LOS ANGELES -- The passage of California's anti-affirmative action Proposition 209 has left many of the state's liberal black activists in this city shaking their heads. Despite a nationwide debate over the impact 209 would have on the black community and an intense grassroots effort to get out the vote, most young African Americans -- especially young black men -- simply did not vote.
Interviews with over a dozen young black men in Los Angeles' inner city neighborhoods suggest that many simply don't believe their votes will make a difference. Their attitudes may help explain a continued drop in black voter participation nationwide over the last decade.
"Why should I vote?" asked Robert Cora, 23, wearing blue jeans and a blue shirt, with five braids sprouting from his head. "Everyone knows that this 209 thing is racial. Those white people know what they're doing. If they really want to keep black people down, my one vote can't do a damn thing to stop them.
"Besides, we've been voting for too long anyway. We already tried marching and all that with King. We need to go out and make our own affirmative action. We need to go out and take what we need by force just like white people did."

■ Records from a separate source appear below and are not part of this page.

//! Common types used in the protocol.

use crate::constants::*;

/// Sensor gain mode.
#[derive(Debug, Clone, Copy, PartialEq, Eq)]
#[repr(u8)]
pub enum GainMode {
    /// High gain (standard radiometric range).
    High = 0,
    /// Low gain (extended scene-temperature range).
    Low = 1,
    /// Sensor-managed automatic switching.
    Auto = 2,
}

impl GainMode {
    /// Map a raw argument value onto a gain mode.
    ///
    /// Values above the highest enumerator clamp down to `Auto`;
    /// values below zero clamp up to `High`.
    pub fn from_clamped(value: i64) -> GainMode {
        match value {
            1 => GainMode::Low,
            v if v >= 2 => GainMode::Auto,
            _ => GainMode::High,
        }
    }

    /// Numeric wire value.
    pub fn as_u8(self) -> u8 {
        self as u8
    }
}

/// Sensor operating parameters mirrored by `get_config`/`set_config`.
#[derive(Debug, Clone, Copy, PartialEq, Eq)]
pub struct CameraConfig {
    /// Automatic gain correction enabled (pixels are 8-bit AGC output
    /// instead of raw radiometric words).
    pub agc_enabled: bool,
    /// Scene emissivity percentage, 1-100.
    pub emissivity: u8,
    /// Sensor gain mode.
    pub gain_mode: GainMode,
}

impl Default for CameraConfig {
    fn default() -> Self {
        CameraConfig {
            agc_enabled: false,
            emissivity: 100,
            gain_mode: GainMode::High,
        }
    }
}

/// Network configuration mirrored by `get_wifi`/`set_wifi`.
///
/// The four address quads are stored least-significant segment first:
/// the textual address `a.b.c.d` persists as `[d, c, b, a]`.
#[derive(Debug, Clone, PartialEq, Eq)]
pub struct WifiInfo {
    /// Access-point SSID; doubles as the camera name.
    pub ap_ssid: String,
    /// SSID joined in client mode.
    pub sta_ssid: String,
    /// Access-point password.
    pub ap_pw: String,
    /// Client-mode password.
    pub sta_pw: String,
    /// Mode/enable flag bits, persisted verbatim.
    pub flags: u8,
    /// Address served in access-point mode.
    pub ap_ip_addr: [u8; 4],
    /// Static address requested in client mode.
    pub sta_ip_addr: [u8; 4],
    /// Netmask for the static client address.
    pub sta_netmask: [u8; 4],
    /// Address currently bound, whichever mode is active. Reported but
    /// never settable over the wire.
    pub cur_ip_addr: [u8; 4],
}

impl Default for WifiInfo {
    fn default() -> Self {
        WifiInfo {
            ap_ssid: String::new(),
            sta_ssid: String::new(),
            ap_pw: String::new(),
            sta_pw: String::new(),
            flags: 0,
            // 192.168.4.1, the usual soft-AP address.
            ap_ip_addr: [1, 4, 168, 192],
            sta_ip_addr: [0; 4],
            sta_netmask: [0; 4],
            cur_ip_addr: [0; 4],
        }
    }
}

/// Broken-down wall-clock fields carried by `set_time` and formatted
/// into response metadata.
#[derive(Debug, Clone, Copy, PartialEq, Eq, Default)]
pub struct TimeParts {
    /// Seconds, 0-59.
    pub second: u8,
    /// Minutes, 0-59.
    pub minute: u8,
    /// Hours, 0-23.
    pub hour: u8,
    /// Day of week, 1-7.
    pub weekday: u8,
    /// Day of month, 1-31.
    pub day: u8,
    /// Month, 1-12.
    pub month: u8,
    /// Years since 1970.
    pub year: u8,
    /// Milliseconds, 0-999. Read from the clock, never set over the
    /// wire.
    pub millisecond: u16,
}

impl TimeParts {
    /// Clock string used in response metadata: hours and milliseconds
    /// unpadded, minutes and seconds two digits.
    pub fn time_string(&self) -> String {
        format!(
            "{}:{:02}:{:02}.{}",
            self.hour, self.minute, self.second, self.millisecond
        )
    }

    /// Date string used in response metadata: `M/D/YY`, year shown as
    /// an offset from 2000.
    pub fn date_string(&self) -> String {
        format!("{}/{}/{:02}", self.month, self.day, self.year.wrapping_sub(30))
    }
}

/// One acquired sensor frame: radiometric pixels plus the telemetry
/// rows, both as 16-bit words.
#[derive(Debug, Clone, Default)]
pub struct SensorFrame {
    /// Row-major pixel words, [`FRAME_PIXELS`] long for a full frame.
    pub pixels: Vec<u16>,
    /// Telemetry words, [`TELEMETRY_WORDS`] long for a full frame.
    pub telemetry: Vec<u16>,
}

/// Axis-aligned spotmeter rectangle in pixel coordinates.
///
/// Extraction guarantees `r1 < r2 <= FRAME_HEIGHT - 1` and
/// `c1 < c2 <= FRAME_WIDTH - 1`.
#[derive(Debug, Clone, Copy, PartialEq, Eq)]
pub struct SpotmeterRegion {
    /// Top row.
    pub r1: u16,
    /// Left column.
    pub c1: u16,
    /// Bottom row, strictly below `r1`.
    pub r2: u16,
    /// Right column, strictly right of `c1`.
    pub c2: u16,
}

impl Default for SpotmeterRegion {
    fn default() -> Self {
        // 2x2 region at frame center.
        SpotmeterRegion {
            r1: 59,
            c1: 79,
            r2: 60,
            c2: 80,
        }
    }
}

/// Streaming cadence requested by `stream_on`.
#[derive(Debug, Clone, Copy, PartialEq, Eq, Default)]
pub struct StreamParams {
    /// Delay between frames in milliseconds; 0 streams at the full
    /// sensor rate.
    pub delay_ms: u32,
    /// Number of frames to deliver; 0 streams until `stream_off`.
    pub num_frames: u32,
}

/// Build identity reported in response metadata.
#[derive(Debug, Clone, PartialEq, Eq)]
pub struct DeviceInfo {
    /// Fixed numeric model id.
    pub model: u32,
    /// Firmware version string.
    pub version: String,
}

impl Default for DeviceInfo {
    fn default() -> Self {
        DeviceInfo {
            model: CAMERA_MODEL,
            version: env!("CARGO_PKG_VERSION").to_string(),
        }
    }
}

This "take what we need" approach is increasingly popular among young black men who say they understand that money is power and are willing to do what needs to be done, legally or illegally, to obtain it. Few are interested in trying to take power through traditional political channels, because they are convinced that is not the way power has come in America.
Eric Thompson is 26 and works part time inside the infamous Slauson Swap Meet in South Central Los Angeles.
"I didn't vote. What's affirmative action going to do for me? Whether it passed or not I'm still going to be poor, still going to get hassled by the police. Affirmative action is not going to affect Burger King or MacDonalds. They're going to keep hiring black people because no one wants to take jobs like that."
As for blacks in corporate ranks, Thompson said, "There are only a few -- the ones inside don't care about poor black people. To make it in corporate America you have to forget a part of who you are."
Another South Central resident, Tony Moore, 23, said, "It doesn't make any sense for me to vote. By voting, that's saying that we want to be a part of this system. Why should we want to be part of something that doesn't want us? These white people in California are the same as white people everywhere else.
"They knew this affirmative action thing would create chaos. Brothers can't get a job, can't go to school. It's just going to lead to more black people becoming criminals. More chaos. And when the chaos comes, that's when they're going to come and bring their own kind of order."
The common theme that emerges from these and other interviews is this: a generation of black Americans is coming of age convinced that they have no role to play in the system that governs them. Whereas earlier generations were bent on forcing their way into the system, these young people -- and their numbers are growing -- only want to get as far away from it as possible.
With nihilism at an all-time high, the passage of Prop 209 should serve as a warning signal -- there is a powder keg with a short fuse just under the next overpass.